Che cosa è stato studiato
Un gruppo di ricercatori ha misurato un marcatore nel sangue chiamato troponina T ad alta sensibilità (hs-cTnT). Questo marcatore aiuta a rilevare danni al muscolo del cuore, anche quando non ci sono sintomi evidenti.
Lo studio ha coinvolto 9.331 persone senza malattie cardiache, suddivise in tre gruppi: persone con zucchero nel sangue normale (normoglicemici), con pre-diabete e con diabete. Le misurazioni sono state fatte in due momenti, a distanza di 6 anni.
Cosa è stato trovato
- Le persone con pre-diabete avevano un rischio aumentato del 38% di avere livelli elevati di troponina rispetto a chi aveva zucchero nel sangue normale.

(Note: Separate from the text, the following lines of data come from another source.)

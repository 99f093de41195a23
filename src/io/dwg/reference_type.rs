//! DWG handle references.
//!
//! A handle is stored as `|CODE (4 bits)|COUNTER (4 bits)|HANDLE bytes|`.
//! The code says how the payload relates to the owning object's handle; the
//! counter is the payload length in bytes, most significant byte first.

use crate::error::{DwgError, Result};
use crate::io::dwg::constants::MAX_HANDLE_BYTES;

use std::fmt;

/// DWG handle reference code.
#[derive(Debug, Clone, Copy, PartialEq, Eq, Hash)]
#[repr(u8)]
pub enum DwgReferenceType {
    /// Undefined reference (code 0)
    Undefined = 0,
    /// Soft ownership reference (code 2) - absolute handle
    SoftOwnership = 2,
    /// Hard ownership reference (code 3) - absolute handle
    HardOwnership = 3,
    /// Soft pointer reference (code 4) - absolute handle
    SoftPointer = 4,
    /// Hard pointer reference (code 5) - absolute handle
    HardPointer = 5,
    /// Reference handle + 1 (code 6)
    HardOwnershipPlus1 = 6,
    /// Reference handle - 1 (code 8)
    HardOwnershipMinus1 = 8,
    /// Reference handle + payload (code 0xA)
    SoftPointerPlusOffset = 0xA,
    /// Reference handle - payload (code 0xC)
    SoftPointerMinusOffset = 0xC,
}

impl DwgReferenceType {
    /// Map a raw 4-bit code to a reference type.
    pub fn from_code(code: u8) -> Option<Self> {
        match code {
            0 => Some(Self::Undefined),
            2 => Some(Self::SoftOwnership),
            3 => Some(Self::HardOwnership),
            4 => Some(Self::SoftPointer),
            5 => Some(Self::HardPointer),
            6 => Some(Self::HardOwnershipPlus1),
            8 => Some(Self::HardOwnershipMinus1),
            0xA => Some(Self::SoftPointerPlusOffset),
            0xC => Some(Self::SoftPointerMinusOffset),
            _ => None,
        }
    }

    /// Whether the payload is the absolute handle value.
    pub fn is_absolute(&self) -> bool {
        matches!(
            self,
            Self::Undefined
                | Self::SoftOwnership
                | Self::HardOwnership
                | Self::SoftPointer
                | Self::HardPointer
        )
    }

    /// Whether the handle is relative to the reference handle.
    pub fn is_offset(&self) -> bool {
        !self.is_absolute()
    }
}

/// A handle exactly as read from the stream: code plus raw payload.
///
/// The payload lives in a fixed inline buffer, so a handle never allocates
/// and its length can never exceed [`MAX_HANDLE_BYTES`].
#[derive(Clone, Copy, PartialEq, Eq, Hash, Default)]
pub struct HandleReference {
    code: u8,
    counter: u8,
    bytes: [u8; MAX_HANDLE_BYTES],
}

impl HandleReference {
    /// Build a handle from a code and its payload bytes.
    pub fn new(code: u8, payload: &[u8]) -> Result<Self> {
        if payload.len() > MAX_HANDLE_BYTES {
            return Err(DwgError::HandleTooLong {
                counter: payload.len(),
                max: MAX_HANDLE_BYTES,
            });
        }
        let mut bytes = [0u8; MAX_HANDLE_BYTES];
        bytes[..payload.len()].copy_from_slice(payload);
        Ok(Self {
            code,
            counter: payload.len() as u8,
            bytes,
        })
    }

    /// Build a handle from an inline payload buffer already bounded by the caller.
    pub(crate) fn from_inline(code: u8, counter: u8, bytes: [u8; MAX_HANDLE_BYTES]) -> Self {
        debug_assert!(counter as usize <= MAX_HANDLE_BYTES);
        Self {
            code,
            counter,
            bytes,
        }
    }

    /// Build a handle carrying `value` in the fewest big-endian bytes.
    pub fn from_value(code: u8, value: u64) -> Self {
        let counter = MAX_HANDLE_BYTES - (value.leading_zeros() as usize / 8);
        let be = value.to_be_bytes();
        let mut bytes = [0u8; MAX_HANDLE_BYTES];
        bytes[..counter].copy_from_slice(&be[MAX_HANDLE_BYTES - counter..]);
        Self {
            code,
            counter: counter as u8,
            bytes,
        }
    }

    /// The reference code (upper nibble of the handle prefix).
    pub fn code(&self) -> u8 {
        self.code
    }

    /// Number of payload bytes.
    pub fn counter(&self) -> u8 {
        self.counter
    }

    /// The raw payload, most significant byte first.
    pub fn payload(&self) -> &[u8] {
        &self.bytes[..self.counter as usize]
    }

    /// The payload as an integer.
    pub fn value(&self) -> u64 {
        self.payload()
            .iter()
            .fold(0u64, |acc, &b| (acc << 8) | b as u64)
    }

    /// The reference type, if the code is a known one.
    pub fn reference_type(&self) -> Option<DwgReferenceType> {
        DwgReferenceType::from_code(self.code)
    }

    /// Resolve the absolute handle against the owning object's handle.
    ///
    /// - Code 6: reference_handle + 1
    /// - Code 8: reference_handle - 1
    /// - Code 0xA: reference_handle + payload
    /// - Code 0xC: reference_handle - payload
    /// - Anything else: the payload itself
    pub fn resolve(&self, reference_handle: u64) -> u64 {
        match self.code {
            0x6 => reference_handle.wrapping_add(1),
            0x8 => reference_handle.wrapping_sub(1),
            0xA => reference_handle.wrapping_add(self.value()),
            0xC => reference_handle.wrapping_sub(self.value()),
            _ => self.value(),
        }
    }
}

impl fmt::Debug for HandleReference {
    fn fmt(&self, f: &mut fmt::Formatter<'_>) -> fmt::Result {
        f.debug_struct("HandleReference")
            .field("code", &self.code)
            .field("counter", &self.counter)
            .field("payload", &self.payload())
            .finish()
    }
}

#[cfg(test)]
mod tests {
    use super::*;

    #[test]
    fn test_reference_type_from_code() {
        assert_eq!(
            DwgReferenceType::from_code(2),
            Some(DwgReferenceType::SoftOwnership)
        );
        assert_eq!(
            DwgReferenceType::from_code(0xC),
            Some(DwgReferenceType::SoftPointerMinusOffset)
        );
        assert_eq!(DwgReferenceType::from_code(1), None);
        assert_eq!(DwgReferenceType::from_code(7), None);
    }

    #[test]
    fn test_is_absolute() {
        assert!(DwgReferenceType::HardPointer.is_absolute());
        assert!(DwgReferenceType::HardOwnershipPlus1.is_offset());
    }

    #[test]
    fn test_payload_and_value() {
        let href = HandleReference::new(5, &[0x01, 0x2C]).unwrap();
        assert_eq!(href.code(), 5);
        assert_eq!(href.counter(), 2);
        assert_eq!(href.payload(), &[0x01, 0x2C]);
        assert_eq!(href.value(), 0x012C);
        assert_eq!(href.reference_type(), Some(DwgReferenceType::HardPointer));
    }

    #[test]
    fn test_empty_payload() {
        let href = HandleReference::new(0, &[]).unwrap();
        assert!(href.payload().is_empty());
        assert_eq!(href.value(), 0);
    }

    #[test]
    fn test_payload_too_long() {
        assert_eq!(
            HandleReference::new(4, &[0u8; 9]),
            Err(DwgError::HandleTooLong { counter: 9, max: 8 })
        );
    }

    #[test]
    fn test_from_inline_matches_new() {
        let mut bytes = [0u8; MAX_HANDLE_BYTES];
        bytes[..3].copy_from_slice(&[0x0A, 0x0B, 0x0C]);
        let href = HandleReference::from_inline(3, 3, bytes);
        assert_eq!(href, HandleReference::new(3, &[0x0A, 0x0B, 0x0C]).unwrap());
        assert_eq!(href.value(), 0x0A0B0C);
    }

    #[test]
    fn test_from_value() {
        let href = HandleReference::from_value(4, 0x1A2B);
        assert_eq!(href.payload(), &[0x1A, 0x2B]);
        assert_eq!(HandleReference::from_value(4, 0).counter(), 0);
        assert_eq!(HandleReference::from_value(4, u64::MAX).counter(), 8);
    }

    #[test]
    fn test_resolve() {
        assert_eq!(HandleReference::from_value(4, 0x1A).resolve(0x50), 0x1A);
        assert_eq!(HandleReference::new(6, &[]).unwrap().resolve(0x10), 0x11);
        assert_eq!(HandleReference::new(8, &[]).unwrap().resolve(0x10), 0x0F);
        assert_eq!(HandleReference::from_value(0xA, 5).resolve(0x10), 0x15);
        assert_eq!(HandleReference::from_value(0xC, 3).resolve(0x10), 0x0D);
    }
}
//! Handle (object reference) readers.

use crate::error::{DwgError, Result};
use crate::io::dwg::constants::MAX_HANDLE_BYTES;
use crate::io::dwg::reference_type::HandleReference;

use super::bit_ops::{read_4bits, read_raw_char, read_shifted_into};

use tracing::{debug, trace};

/// Read `counter` payload bytes, refusing anything over `max`.
fn read_payload(
    data: &[u8],
    pos: &mut usize,
    code: u8,
    counter: usize,
    max: usize,
) -> Result<HandleReference> {
    if counter > max {
        debug!(bit_offset = *pos, counter, max, "handle payload too long");
        return Err(DwgError::HandleTooLong { counter, max });
    }

    let mut payload = [0u8; MAX_HANDLE_BYTES];
    read_shifted_into(data, pos, &mut payload[..counter])?;
    trace!(code, counter, "handle reference");
    Ok(HandleReference::from_inline(code, counter as u8, payload))
}

/// **H** - Read a handle: `|CODE (4 bits)|COUNTER (4 bits)|payload|`.
pub fn read_handle(data: &[u8], cursor: &mut usize) -> Result<HandleReference> {
    read_handle_with_limit(data, cursor, MAX_HANDLE_BYTES)
}

/// **H** - Read a handle whose payload may be at most `max_bytes` long.
///
/// `max_bytes` is clamped to [`MAX_HANDLE_BYTES`].
pub fn read_handle_with_limit(
    data: &[u8],
    cursor: &mut usize,
    max_bytes: usize,
) -> Result<HandleReference> {
    let mut pos = *cursor;
    let code = read_4bits(data, &mut pos)?;
    let counter = read_4bits(data, &mut pos)? as usize;
    let handle = read_payload(data, &mut pos, code, counter, max_bytes.min(MAX_HANDLE_BYTES))?;
    *cursor = pos;
    Ok(handle)
}

/// Read a handle with an implied code of 0 and an 8-bit byte count.
pub fn read_handle_8bit_length(data: &[u8], cursor: &mut usize) -> Result<HandleReference> {
    read_handle_8bit_length_with_limit(data, cursor, MAX_HANDLE_BYTES)
}

/// Read an 8-bit-length handle whose payload may be at most `max_bytes` long.
pub fn read_handle_8bit_length_with_limit(
    data: &[u8],
    cursor: &mut usize,
    max_bytes: usize,
) -> Result<HandleReference> {
    let mut pos = *cursor;
    let counter = read_raw_char(data, &mut pos)? as usize;
    let handle = read_payload(data, &mut pos, 0, counter, max_bytes.min(MAX_HANDLE_BYTES))?;
    *cursor = pos;
    Ok(handle)
}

- Chi aveva diabete aveva un rischio ancora più alto, più del doppio (circa 2,5 volte) rispetto ai normoglicemici.
Inoltre, tra le persone con diabete e livelli alti di troponina, il rischio di sviluppare problemi seri come:
- scompenso cardiaco (quando il cuore non funziona bene),
- morte,
- malattie delle arterie coronariche (quelle che portano il sangue al cuore)
era molto più alto rispetto a chi non aveva diabete.
Cosa significa tutto questo
Questi risultati mostrano che sia il pre-diabete sia il diabete sono collegati a un danno silenzioso al cuore, che può essere rilevato con un semplice esame del sangue.
In pratica, un livello alto di zucchero nel sangue può danneggiare il cuore anche prima che si manifestino problemi evidenti.
In conclusione
Il controllo dello zucchero nel sangue è importante non solo per prevenire il diabete, ma anche per proteggere il cuore da danni nascosti che possono aumentare il rischio di gravi problemi cardiaci.